Pengusaha Ulat Hong Kong, Hadi Rumpoko. Foto: Koran SI
Berikhtiar selama bertahun-tahun merawat dan menjual ulat Hong Kong, Hadi Rumpoko, 54, warga Kelurahan Satriyan, Kecamatan Kanigoro, Kabupaten Blitar, Jawa Timur, kini menjadi pengusaha yang berhasil.

Namun suami Hj Nurul Hayati, 49, ini tidak akan pernah lupa, kesuksesan yang diraihnya merupakan buah dari kerja keras. Sebelum menyandang status haji serta memiliki aset bernilai ratusan juta rupiah, Rumpoko hanyalah pedagang kecil yang menjual dagangannya secara obrok (keliling).

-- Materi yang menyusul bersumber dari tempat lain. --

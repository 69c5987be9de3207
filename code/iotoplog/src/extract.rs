/// Field extraction for iotop sample lines.
///
/// iotop prints fixed-width columns, and there are two layouts in the wild, depending on whether
/// the second column holds a thread ID or a process ID:
///
/// ```text
///     TIME  TID  PRIO  USER     DISK READ  DISK WRITE  SWAPIN      IO    COMMAND
/// 20:04:37   911 be/4 root        0.00 B/s    0.00 B/s  0.00 % 44.15 % [txg_sync]
/// ```
///
/// ```text
///     TIME    PID  PRIO  USER     DISK READ  DISK WRITE  SWAPIN      IO    COMMAND
/// 19:03:55  533559 be/4 root        0.00 K/s    0.00 K/s  0.00 %  0.47 % [kworker/u256:0]
/// ```
///
/// The only difference is the width of the second column, so rather than cutting at offsets we
/// collapse runs of spaces and split on the single space that remains.  The token positions are
/// then the same for both layouts and are given by a `FieldLayout`.
///
/// The unit tokens following the rates ("B/s", "K/s", "M/s") are not interpreted: the value is
/// taken as printed, in whatever unit iotop chose for that line.

use crate::error::{ParseError, ParseErrorKind};

use regex::Regex;
use std::str::FromStr;
use std::sync::OnceLock;
use ustr::Ustr;

/// The data from one sample line.  The numeric fields are never negative.

#[derive(Debug, Clone, PartialEq)]
pub struct SampleRecord {
    /// PID or TID, as text.
    pub process_id: String,

    /// I/O scheduling class and priority, eg "be/4".
    pub priority: Ustr,

    pub user: Ustr,

    pub disk_read: f64,
    pub disk_write: f64,

    /// Percent of time spent swapping in.
    pub swapin: f64,

    /// Percent of time spent waiting on I/O.
    pub io: f64,

    /// The first word of the command line.
    pub command: Ustr,

    /// The full command line, including `command`, single-space separated.
    pub command_args: String,
}

/// Token positions of the fields in a whitespace-collapsed sample line.  Token 0 is always the
/// time of day.  The command line runs from `command` to the end of the line.

#[derive(Debug, Clone, Copy, PartialEq, Eq)]
pub struct FieldLayout {
    pub process_id: usize,
    pub priority: usize,
    pub user: usize,
    pub disk_read: usize,
    pub disk_write: usize,
    pub swapin: usize,
    pub io: usize,
    pub command: usize,
}

/// The layout of `iotop -b -t` output, both the TID and the PID variant.

pub const IOTOP_LAYOUT: FieldLayout = FieldLayout {
    process_id: 1,
    priority: 2,
    user: 3,
    disk_read: 4,
    disk_write: 6,
    swapin: 8,
    io: 10,
    command: 12,
};

impl FieldLayout {
    /// The number of tokens a line must have for every field to be present.

    pub fn min_tokens(&self) -> usize {
        [
            self.process_id,
            self.priority,
            self.user,
            self.disk_read,
            self.disk_write,
            self.swapin,
            self.io,
            self.command,
        ]
        .into_iter()
        .max()
        .unwrap_or(0)
            + 1
    }
}

impl Default for FieldLayout {
    fn default() -> FieldLayout {
        IOTOP_LAYOUT
    }
}

/// Replace every run of spaces with a single space and drop trailing whitespace (including the
/// newline).  Single spaces inside the command line are left alone.

pub fn collapse_spaces(line: &str) -> String {
    static SPACES: OnceLock<Regex> = OnceLock::new();
    let re = SPACES.get_or_init(|| Regex::new(" {2,}").unwrap());
    re.replace_all(line.trim_end(), " ").into_owned()
}

/// Extract a sample record from a line that has been classified as a sample, using the standard
/// layout.

pub fn extract(line: &str) -> Result<SampleRecord, ParseError> {
    extract_with_layout(line, &IOTOP_LAYOUT)
}

pub fn extract_with_layout(line: &str, layout: &FieldLayout) -> Result<SampleRecord, ParseError> {
    let collapsed = collapse_spaces(line);
    let items = collapsed.split(' ').collect::<Vec<&str>>();
    let needed = layout.min_tokens();
    if items.len() < needed {
        return Err(ParseError::new(
            ParseErrorKind::TooFewFields {
                found: items.len(),
                needed,
            },
            line,
        ));
    }

    let number = |field: &'static str, ix: usize| -> Result<f64, ParseError> {
        get_f64(field, items[ix]).map_err(|kind| ParseError::new(kind, line))
    };

    Ok(SampleRecord {
        process_id: items[layout.process_id].to_string(),
        priority: Ustr::from(items[layout.priority]),
        user: Ustr::from(items[layout.user]),
        disk_read: number("diskread", layout.disk_read)?,
        disk_write: number("diskwrite", layout.disk_write)?,
        swapin: number("swapin", layout.swapin)?,
        io: number("io", layout.io)?,
        command: Ustr::from(items[layout.command]),
        command_args: items[layout.command..].join(" "),
    })
}

fn get_f64(field: &'static str, s: &str) -> Result<f64, ParseErrorKind> {
    match f64::from_str(s) {
        Ok(n) if n.is_finite() => {
            if n < 0.0 {
                Err(ParseErrorKind::NegativeNumber { field, value: n })
            } else {
                Ok(n)
            }
        }
        _ => Err(ParseErrorKind::BadNumber {
            field,
            token: s.to_string(),
        }),
    }
}

#[test]
fn test_collapse_spaces() {
    assert!(collapse_spaces("a b") == "a b");
    assert!(collapse_spaces("a  b") == "a b");
    assert!(collapse_spaces("a     b") == "a b");
    let wide = format!("a{}b", " ".repeat(137));
    assert!(collapse_spaces(&wide) == "a b");
    assert!(collapse_spaces("a  b   \n") == "a b");
    assert!(collapse_spaces("a  b \r\n") == "a b");
    // Tabs are not spaces here.
    assert!(collapse_spaces("a\t\tb") == "a\t\tb");
    assert!(
        collapse_spaces("20:04:37  1523 be/4 postgres    7.82 K/s  postgres: checkpointer")
            == "20:04:37 1523 be/4 postgres 7.82 K/s postgres: checkpointer"
    );
}

#[test]
fn test_min_tokens() {
    assert!(IOTOP_LAYOUT.min_tokens() == 13);
    assert!(FieldLayout::default() == IOTOP_LAYOUT);
}

#[test]
fn test_extract_tid_layout() {
    let r = extract("20:04:37   911 be/4 root        0.00 B/s    0.00 B/s  0.00 % 44.15 % [txg_sync]\n")
        .unwrap();
    assert!(r.process_id == "911");
    assert!(r.priority.as_str() == "be/4");
    assert!(r.user.as_str() == "root");
    assert!(r.disk_read == 0.0);
    assert!(r.disk_write == 0.0);
    assert!(r.swapin == 0.0);
    assert!(r.io == 44.15);
    assert!(r.command.as_str() == "[txg_sync]");
    assert!(r.command_args == "[txg_sync]");
}

#[test]
fn test_extract_pid_layout() {
    let r = extract(
        "19:03:55  533559 be/4 root        1.50 K/s    2.25 K/s  0.10 %  0.47 % [kworker/u256:0-events_power_efficient]",
    )
    .unwrap();
    assert!(r.process_id == "533559");
    assert!(r.disk_read == 1.5);
    assert!(r.disk_write == 2.25);
    assert!(r.swapin == 0.1);
    assert!(r.io == 0.47);
    assert!(r.command.as_str() == "[kworker/u256:0-events_power_efficient]");
}

#[test]
fn test_extract_command_args() {
    let r = extract("20:04:37  1523 be/4 postgres    7.82 K/s  123.45 K/s  0.00 %  3.21 % postgres: checkpointer   ")
        .unwrap();
    assert!(r.user.as_str() == "postgres");
    assert!(r.disk_write == 123.45);
    assert!(r.command.as_str() == "postgres:");
    assert!(r.command_args == "postgres: checkpointer");

    let r = extract("20:04:37  1523 be/4 u  0.00 B/s  0.00 B/s  0.00 %  0.00 % python3  train.py   --epochs 3")
        .unwrap();
    assert!(r.command.as_str() == "python3");
    assert!(r.command_args == "python3 train.py --epochs 3");
}

#[test]
fn test_extract_errors() {
    let line = "20:04:38   912 be/4 root        0.00 B/s    0.00 B/s  ?unavailable?  [z_wr_iss]";
    let e = extract(line).unwrap_err();
    assert!(e.kind == ParseErrorKind::TooFewFields { found: 10, needed: 13 });
    assert!(e.line == line);

    let e = extract("20:04:37   911 be/4 root        x.00 B/s    0.00 B/s  0.00 % 44.15 % [txg_sync]")
        .unwrap_err();
    assert!(
        e.kind
            == ParseErrorKind::BadNumber {
                field: "diskread",
                token: "x.00".to_string()
            }
    );

    let e = extract("20:04:37   911 be/4 root        0.00 B/s    0.00 B/s  0.00 % -4.15 % [txg_sync]")
        .unwrap_err();
    assert!(e.kind == ParseErrorKind::NegativeNumber { field: "io", value: -4.15 });

    let e = extract("20:04:37   911 be/4 root        inf B/s    0.00 B/s  0.00 % 4.15 % [txg_sync]")
        .unwrap_err();
    assert!(matches!(e.kind, ParseErrorKind::BadNumber { field: "diskread", .. }));

    assert!(extract("").is_err());
}

#[test]
fn test_extract_custom_layout() {
    // A hypothetical variant without the SWAPIN column.
    let layout = FieldLayout {
        swapin: 8,
        io: 8,
        command: 10,
        ..IOTOP_LAYOUT
    };
    assert!(layout.min_tokens() == 11);
    let r = extract_with_layout("20:04:37 911 be/4 root 1.00 B/s 2.00 B/s 3.00 % cmd arg", &layout)
        .unwrap();
    assert!(r.io == 3.0);
    assert!(r.command_args == "cmd arg");
}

Rumpoko mengungkapkan, kesuksesan yang dia raih juga tak lepas dari bantuan Mandiri Business Banking yang selama ini memberi dukungan modal bagi usahanya.

Apalagi sebagai nasabah Kredit Usaha Rakyat (KUR), dia selalu mendapat sokongan pinjaman modal dari Mandiri Business Banking. Diakui Rumpoko, berkat bantuan modal tersebut, usaha peternakan ulat Hong Kong yang dia geluti maju pesat.

Usaha ini mampu mendatangkan rezeki ratusan juta rupiah setiap bulannya. ”Mandiri Business Banking sangat membantu usaha saya,” terang Rumpoko tanpa mau menyebut omzetnya secara terperinci.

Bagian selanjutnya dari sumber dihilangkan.